◆ **TASK OBJECTIVE**
Once you reach the line containing "rounded half up." in the entries below, write out that line and each one after it down to the line containing "if reduced_width == 0", exactly and with nothing added.

◆ **RAW DATA**
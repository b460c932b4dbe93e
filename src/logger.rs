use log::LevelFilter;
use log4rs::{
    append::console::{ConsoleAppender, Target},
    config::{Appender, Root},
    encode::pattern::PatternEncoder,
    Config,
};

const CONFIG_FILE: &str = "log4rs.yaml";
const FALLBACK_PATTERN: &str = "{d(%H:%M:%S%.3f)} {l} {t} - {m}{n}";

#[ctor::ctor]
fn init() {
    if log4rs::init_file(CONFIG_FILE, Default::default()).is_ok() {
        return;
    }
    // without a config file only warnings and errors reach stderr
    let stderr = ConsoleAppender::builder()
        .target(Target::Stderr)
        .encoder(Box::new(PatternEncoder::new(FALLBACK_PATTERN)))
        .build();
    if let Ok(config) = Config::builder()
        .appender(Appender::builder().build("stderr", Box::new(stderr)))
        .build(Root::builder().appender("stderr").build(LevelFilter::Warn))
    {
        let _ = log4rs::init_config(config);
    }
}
---
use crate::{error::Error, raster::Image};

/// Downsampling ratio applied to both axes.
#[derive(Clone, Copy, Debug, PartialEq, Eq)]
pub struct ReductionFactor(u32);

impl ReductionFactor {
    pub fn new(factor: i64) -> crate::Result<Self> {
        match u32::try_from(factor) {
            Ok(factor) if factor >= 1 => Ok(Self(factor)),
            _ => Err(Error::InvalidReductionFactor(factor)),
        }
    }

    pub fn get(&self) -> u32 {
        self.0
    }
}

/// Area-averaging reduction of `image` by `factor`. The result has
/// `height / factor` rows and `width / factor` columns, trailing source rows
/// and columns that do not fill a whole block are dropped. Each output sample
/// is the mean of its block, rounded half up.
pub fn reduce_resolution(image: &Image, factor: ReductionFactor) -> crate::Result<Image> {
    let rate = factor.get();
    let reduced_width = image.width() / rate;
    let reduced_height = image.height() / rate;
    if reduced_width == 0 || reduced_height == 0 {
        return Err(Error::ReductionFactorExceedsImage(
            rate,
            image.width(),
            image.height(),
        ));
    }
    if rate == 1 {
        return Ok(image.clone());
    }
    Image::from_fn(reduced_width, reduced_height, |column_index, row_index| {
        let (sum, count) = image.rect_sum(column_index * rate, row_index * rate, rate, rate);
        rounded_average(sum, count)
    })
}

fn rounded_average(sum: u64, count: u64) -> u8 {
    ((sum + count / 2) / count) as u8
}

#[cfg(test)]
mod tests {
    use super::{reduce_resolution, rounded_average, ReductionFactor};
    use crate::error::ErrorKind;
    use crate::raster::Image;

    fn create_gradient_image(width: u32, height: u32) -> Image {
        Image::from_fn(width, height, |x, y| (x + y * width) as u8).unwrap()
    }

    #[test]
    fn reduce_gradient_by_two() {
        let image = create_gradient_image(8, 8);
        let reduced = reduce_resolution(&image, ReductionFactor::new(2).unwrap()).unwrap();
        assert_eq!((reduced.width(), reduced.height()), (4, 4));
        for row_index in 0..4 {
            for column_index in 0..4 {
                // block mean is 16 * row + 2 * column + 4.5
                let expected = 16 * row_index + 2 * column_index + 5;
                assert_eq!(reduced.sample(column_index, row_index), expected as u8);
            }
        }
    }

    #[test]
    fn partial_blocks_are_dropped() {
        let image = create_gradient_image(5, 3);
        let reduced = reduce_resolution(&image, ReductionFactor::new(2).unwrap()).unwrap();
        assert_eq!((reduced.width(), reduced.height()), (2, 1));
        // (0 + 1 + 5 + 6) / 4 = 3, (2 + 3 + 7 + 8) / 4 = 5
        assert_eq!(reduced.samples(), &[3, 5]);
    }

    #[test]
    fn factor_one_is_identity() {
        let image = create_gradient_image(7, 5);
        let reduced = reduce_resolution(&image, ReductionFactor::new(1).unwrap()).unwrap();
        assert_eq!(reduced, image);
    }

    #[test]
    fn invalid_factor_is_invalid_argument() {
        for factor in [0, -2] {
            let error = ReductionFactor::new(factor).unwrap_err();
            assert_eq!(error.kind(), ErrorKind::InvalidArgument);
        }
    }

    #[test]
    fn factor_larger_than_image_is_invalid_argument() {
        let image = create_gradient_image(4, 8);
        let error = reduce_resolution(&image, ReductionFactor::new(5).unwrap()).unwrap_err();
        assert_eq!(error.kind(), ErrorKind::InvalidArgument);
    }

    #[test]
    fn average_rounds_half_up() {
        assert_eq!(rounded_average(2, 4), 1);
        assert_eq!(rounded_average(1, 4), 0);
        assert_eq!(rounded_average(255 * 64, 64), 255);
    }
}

◆ **SOLUTION**
/// is the mean of its block, rounded half up.
pub fn reduce_resolution(image: &Image, factor: ReductionFactor) -> crate::Result<Image> {
    let rate = factor.get();
    let reduced_width = image.width() / rate;
    let reduced_height = image.height() / rate;
    if reduced_width == 0 || reduced_height == 0 {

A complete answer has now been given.